[[ Data for this exercise open ]]
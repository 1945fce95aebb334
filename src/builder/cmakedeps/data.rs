//! Per-configuration data file (`<stem>-<config>-<arch>-data.cmake`).
//!
//! Holds the concrete values of one configuration: package folder, include
//! and library directories, library names, definitions and inter-target
//! dependencies. It also appends the package's component target names to
//! the configuration-independent `<stem>_COMPONENT_NAMES` list.

use crate::builder::cmakedeps::graph::ComponentGraph;
use crate::builder::cmakedeps::naming::{FileNames, Variables};
use crate::core::cpp_info::ComponentInfo;

/// Inputs of one data file.
#[derive(Debug, Clone)]
pub struct DataTemplate<'a> {
    pub graph: &'a ComponentGraph,
    pub file_names: &'a FileNames,
    pub configuration: &'a str,
    pub arch: &'a str,
    /// CMake expression evaluating to the package folder.
    pub package_folder: &'a str,
}

impl DataTemplate<'_> {
    pub fn filename(&self) -> String {
        self.file_names.data_file(self.configuration, self.arch)
    }

    pub fn render(&self) -> String {
        let vars = Variables::new(self.file_names.stem(), self.configuration);
        let mut out = String::new();

        out.push_str(
            "########### AGGREGATED COMPONENTS AND DEPENDENCIES FOR THE MULTI CONFIG #####################\n\
             #############################################################################################\n\n",
        );
        if self.graph.has_components() {
            out.push_str(&format!(
                "list(APPEND {} {})\nlist(REMOVE_DUPLICATES {})\n\n",
                vars.component_names(),
                self.graph.component_target_names().join(" "),
                vars.component_names()
            ));
        } else {
            out.push_str(&format!("set({} \"\")\n\n", vars.component_names()));
        }

        out.push_str(
            "########### VARIABLES #######################################################################\n\
             #############################################################################################\n",
        );
        out.push_str(&format!(
            "get_filename_component({} \"{}\" ABSOLUTE)\n",
            vars.package_folder(),
            self.package_folder
        ));

        let root_dependencies = if self.graph.has_components() {
            self.graph.component_target_names()
        } else {
            self.graph.root.requires.clone()
        };
        out.push_str(&self.component_variables(
            &self.graph.root,
            &root_dependencies,
            |field| vars.root(field),
            &vars,
        ));

        for component in &self.graph.components {
            out.push_str(&format!(
                "\n########### COMPONENT {} VARIABLES #############################################\n",
                component.target_name
            ));
            out.push_str(&self.component_variables(
                &component.info,
                &component.requires,
                |field| vars.component(&component.name, field),
                &vars,
            ));
        }

        out
    }

    fn component_variables(
        &self,
        info: &ComponentInfo,
        dependencies: &[String],
        var: impl Fn(&str) -> String,
        vars: &Variables,
    ) -> String {
        let folder = format!("${{{}}}", vars.package_folder());
        let paths = |dirs: &[String]| -> String {
            dirs.iter()
                .map(|dir| quote(&format!("{}/{}", folder, dir.replace('\\', "/").trim_end_matches('/'))))
                .collect::<Vec<_>>()
                .join(" ")
        };
        let quoted = |items: &[String]| -> String {
            items.iter().map(|s| quote(s)).collect::<Vec<_>>().join(" ")
        };

        let mut out = String::new();
        out.push_str(&format!("set({} {})\n", var("INCLUDE_DIRS"), paths(&info.include_dirs)));
        out.push_str(&format!("set({} {})\n", var("LIB_DIRS"), paths(&info.lib_dirs)));
        out.push_str(&format!("set({} {})\n", var("LIBS"), info.libs.join(" ")));
        out.push_str(&format!("set({} {})\n", var("COMPILE_DEFINITIONS"), quoted(&info.defines)));
        out.push_str(&format!("set({} {})\n", var("DEPENDENCIES"), dependencies.join(" ")));
        out
    }
}

fn quote(value: &str) -> String {
    format!("\"{}\"", value.replace('"', "\\\""))
}
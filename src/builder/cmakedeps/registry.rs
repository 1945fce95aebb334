//! Consumer-side evaluation of planned targets files.
//!
//! [`TargetRegistry`] models the target namespace of one consuming CMake
//! project. Several packages' targets files may be loaded into it, and a
//! name may legitimately be declared by more than one of them: the first
//! declaration wins, later ones produce a [`TargetNameConflict`] warning and
//! do not redeclare it.
//!
//! Only the targets files are evaluated. Finder files are not modelled: in a
//! real consuming build their `set_property(TARGET <name> APPEND ...)` calls
//! still run, so a later package's libraries are appended to whichever target
//! was declared first under that name. `link_libraries` here reflects the
//! targets file declarations alone.

use std::collections::BTreeMap;
use std::fmt;

use crate::builder::cmakedeps::ir::{Declaration, Statement, TargetKind, TargetsScript};
use crate::util::diagnostic::Diagnostic;

/// A declared `INTERFACE IMPORTED` target.
#[derive(Debug, Clone, PartialEq, Eq)]
pub struct ImportedTarget {
    pub name: String,
    /// Origin (package) of the file that declared it.
    pub declared_by: String,
    pub link_libraries: Vec<String>,
}

/// A declaration skipped because the name already existed.
#[derive(Debug, Clone, PartialEq, Eq)]
pub struct TargetNameConflict {
    pub name: String,
    pub declared_by: String,
    pub attempted_by: String,
}

impl TargetNameConflict {
    pub fn to_diagnostic(&self) -> Diagnostic {
        Diagnostic::warning(self.to_string())
            .note(format!("first declared by `{}`", self.declared_by))
            .note(format!("declaration from `{}` skipped", self.attempted_by))
    }
}

impl fmt::Display for TargetNameConflict {
    fn fmt(&self, f: &mut fmt::Formatter<'_>) -> fmt::Result {
        write!(f, "Target name '{}' already exists.", self.name)
    }
}

/// Result of one declare-if-absent step.
#[derive(Debug, Clone, PartialEq, Eq)]
pub enum TargetEvent {
    /// Informational: a new target was declared.
    Declared { name: String },
    /// Warning: the name existed, nothing was changed.
    Conflict(TargetNameConflict),
}

impl TargetEvent {
    pub fn is_warning(&self) -> bool {
        matches!(self, TargetEvent::Conflict(_))
    }
}

/// Target namespace of a consuming build.
#[derive(Debug, Default)]
pub struct TargetRegistry {
    targets: BTreeMap<String, ImportedTarget>,
}

impl TargetRegistry {
    pub fn new() -> Self {
        TargetRegistry::default()
    }

    /// Declare `decl` unless a target of that name exists.
    pub fn declare(&mut self, decl: &Declaration, origin: &str) -> TargetEvent {
        if let Some(existing) = self.targets.get(&decl.name) {
            let conflict = TargetNameConflict {
                name: decl.name.clone(),
                declared_by: existing.declared_by.clone(),
                attempted_by: origin.to_string(),
            };
            tracing::warn!("{}", conflict);
            return TargetEvent::Conflict(conflict);
        }

        let link_libraries = match &decl.kind {
            TargetKind::Alias { target } => vec![target.clone()],
            TargetKind::Root | TargetKind::Component => Vec::new(),
        };
        self.targets.insert(
            decl.name.clone(),
            ImportedTarget {
                name: decl.name.clone(),
                declared_by: origin.to_string(),
                link_libraries,
            },
        );
        tracing::debug!("Target declared '{}'", decl.name);

        TargetEvent::Declared {
            name: decl.name.clone(),
        }
    }

    /// Evaluate every declaration of a targets file, in order.
    ///
    /// Include globs are not followed, so data and finder files are never
    /// evaluated.
    pub fn load(&mut self, script: &TargetsScript, origin: &str) -> Vec<TargetEvent> {
        script
            .statements
            .iter()
            .filter_map(|stmt| match stmt {
                Statement::DeclareIfAbsent(decl) => Some(self.declare(decl, origin)),
                Statement::IncludeGlob { .. } => None,
            })
            .collect()
    }

    pub fn get(&self, name: &str) -> Option<&ImportedTarget> {
        self.targets.get(name)
    }

    pub fn contains(&self, name: &str) -> bool {
        self.targets.contains_key(name)
    }

    pub fn len(&self) -> usize {
        self.targets.len()
    }

    pub fn is_empty(&self) -> bool {
        self.targets.is_empty()
    }
}

#[cfg(test)]
mod tests {
    use super::*;
    use crate::builder::cmakedeps::naming::{AliasTable, FileNames};
    use crate::builder::cmakedeps::targets::TargetsTemplate;
    use crate::builder::cmakedeps::MessageMode;

    fn plan(root: &str, components: &[&str], root_aliases: &[&str]) -> TargetsScript {
        let file_names = FileNames::new(root, false);
        let components: Vec<String> = components.iter().map(|s| s.to_string()).collect();
        let root_aliases = AliasTable::for_target(root, root_aliases.iter().copied());
        TargetsTemplate {
            root_target_name: root,
            component_names: &components,
            root_aliases: &root_aliases,
            component_aliases: &[],
            file_names: &file_names,
            message_mode: MessageMode::Status,
        }
        .plan()
    }

    fn warnings(events: &[TargetEvent]) -> Vec<&TargetNameConflict> {
        events
            .iter()
            .filter_map(|e| match e {
                TargetEvent::Conflict(c) => Some(c),
                TargetEvent::Declared { .. } => None,
            })
            .collect()
    }

    #[test]
    fn test_first_load_declares_everything_in_order() {
        let mut registry = TargetRegistry::new();
        let events = registry.load(&plan("app", &["core", "io"], &["App"]), "app");

        let declared: Vec<_> = events
            .iter()
            .map(|e| match e {
                TargetEvent::Declared { name } => name.as_str(),
                TargetEvent::Conflict(c) => panic!("unexpected conflict: {c}"),
            })
            .collect();
        assert_eq!(declared, vec!["app", "core", "io", "App"]);
        assert!(warnings(&events).is_empty());
        assert_eq!(registry.get("App").unwrap().link_libraries, vec!["app"]);
    }

    #[test]
    fn test_name_declared_by_other_package_warns_once() {
        let mut registry = TargetRegistry::new();

        // Another package's file already declared `core` as an alias of its own target.
        let other = TargetsScript {
            statements: vec![Statement::DeclareIfAbsent(Declaration::alias(
                "core",
                "other::core",
            ))],
        };
        registry.load(&other, "other");

        let events = registry.load(&plan("app", &["core", "io"], &["App"]), "app");
        let conflicts = warnings(&events);

        assert_eq!(conflicts.len(), 1);
        assert_eq!(conflicts[0].name, "core");
        assert_eq!(conflicts[0].declared_by, "other");
        assert!(events.iter().filter(|e| e.is_warning()).count() == 1);

        let core = registry.get("core").unwrap();
        assert_eq!(core.declared_by, "other");
        assert_eq!(core.link_libraries, vec!["other::core"]);
        assert!(registry.contains("io"));
    }

    #[test]
    fn test_second_pass_is_a_no_op_with_warnings() {
        let mut registry = TargetRegistry::new();
        let script = plan("app", &["core"], &[]);

        registry.load(&script, "app");
        let before = registry.len();
        let events = registry.load(&script, "app");

        assert_eq!(registry.len(), before);
        assert_eq!(warnings(&events).len(), 2);
        assert!(events.iter().all(TargetEvent::is_warning));
    }

    #[test]
    fn test_conflict_diagnostic_is_a_warning() {
        let conflict = TargetNameConflict {
            name: "core".to_string(),
            declared_by: "other".to_string(),
            attempted_by: "app".to_string(),
        };
        let output = conflict.to_diagnostic().format(false);
        assert!(output.starts_with("warning: Target name 'core' already exists."));
        assert!(output.contains("  note: first declared by `other`\n"));
        assert!(output.contains("  note: declaration from `app` skipped\n"));
    }
}
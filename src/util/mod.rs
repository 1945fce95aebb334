//! Shared utilities

pub mod archive;
pub mod config;
pub mod context;
pub mod diagnostic;
pub mod fs;

pub use config::Config;
pub use context::GlobalContext;
pub use diagnostic::Diagnostic;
[[ Data for this exercise closed ]]
Activity: Copy out all lines from the records where the word "struct" appears.

Written solution:
pub struct DataTemplate<'a> {
pub struct ImportedTarget {
pub struct TargetNameConflict {
pub struct TargetRegistry {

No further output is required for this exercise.